- Opening Delimiter -
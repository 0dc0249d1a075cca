//! Tracing subscriber setup.

use prysm_schema::config::{LogFormat, LoggingConfig};
use tracing_subscriber::EnvFilter;

/// Environment variable overriding the configured log filter.
pub const LOG_ENV_VAR: &str = "PRYSM_LOG";

/// Install the global subscriber. Logs go to stderr so rendered schemas on
/// stdout stay pipeable.
pub fn init(config: &LoggingConfig) {
    let directive = std::env::var(LOG_ENV_VAR).unwrap_or_else(|_| {
        format!(
            "prysm={level},prysm_cli={level},prysm_schema={level}",
            level = config.level
        )
    });

    let filter = EnvFilter::try_new(directive).unwrap_or_else(|_| EnvFilter::new("warn"));

    let builder = tracing_subscriber::fmt()
        .with_env_filter(filter)
        .with_target(true)
        .with_writer(std::io::stderr);

    // A subscriber may already be installed (e.g. in tests); keep it.
    let _ = match config.format {
        LogFormat::Pretty => builder.pretty().try_init(),
        LogFormat::Json => builder.json().try_init(),
        LogFormat::Compact => builder.compact().try_init(),
    };
}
- Closing Delimiter -
__WHAT YOU NEED TO DO__
Write all of the records out exactly, including every line.

__FINISHED TASK__
repository 0dc0249d1a075cca
//! Tracing subscriber setup.

use prysm_schema::config::{LogFormat, LoggingConfig};
use tracing_subscriber::EnvFilter;

/// Environment variable overriding the configured log filter.
pub const LOG_ENV_VAR: &str = "PRYSM_LOG";

/// Install the global subscriber. Logs go to stderr so rendered schemas on
/// stdout stay pipeable.
pub fn init(config: &LoggingConfig) {
    let directive = std::env::var(LOG_ENV_VAR).unwrap_or_else(|_| {
        format!(
            "prysm={level},prysm_cli={level},prysm_schema={level}",
            level = config.level
        )
    });

    let filter = EnvFilter::try_new(directive).unwrap_or_else(|_| EnvFilter::new("warn"));

    let builder = tracing_subscriber::fmt()
        .with_env_filter(filter)
        .with_target(true)
        .with_writer(std::io::stderr);

    // A subscriber may already be installed (e.g. in tests); keep it.
    let _ = match config.format {
        LogFormat::Pretty => builder.pretty().try_init(),
        LogFormat::Json => builder.json().try_init(),
        LogFormat::Compact => builder.compact().try_init(),
    };
}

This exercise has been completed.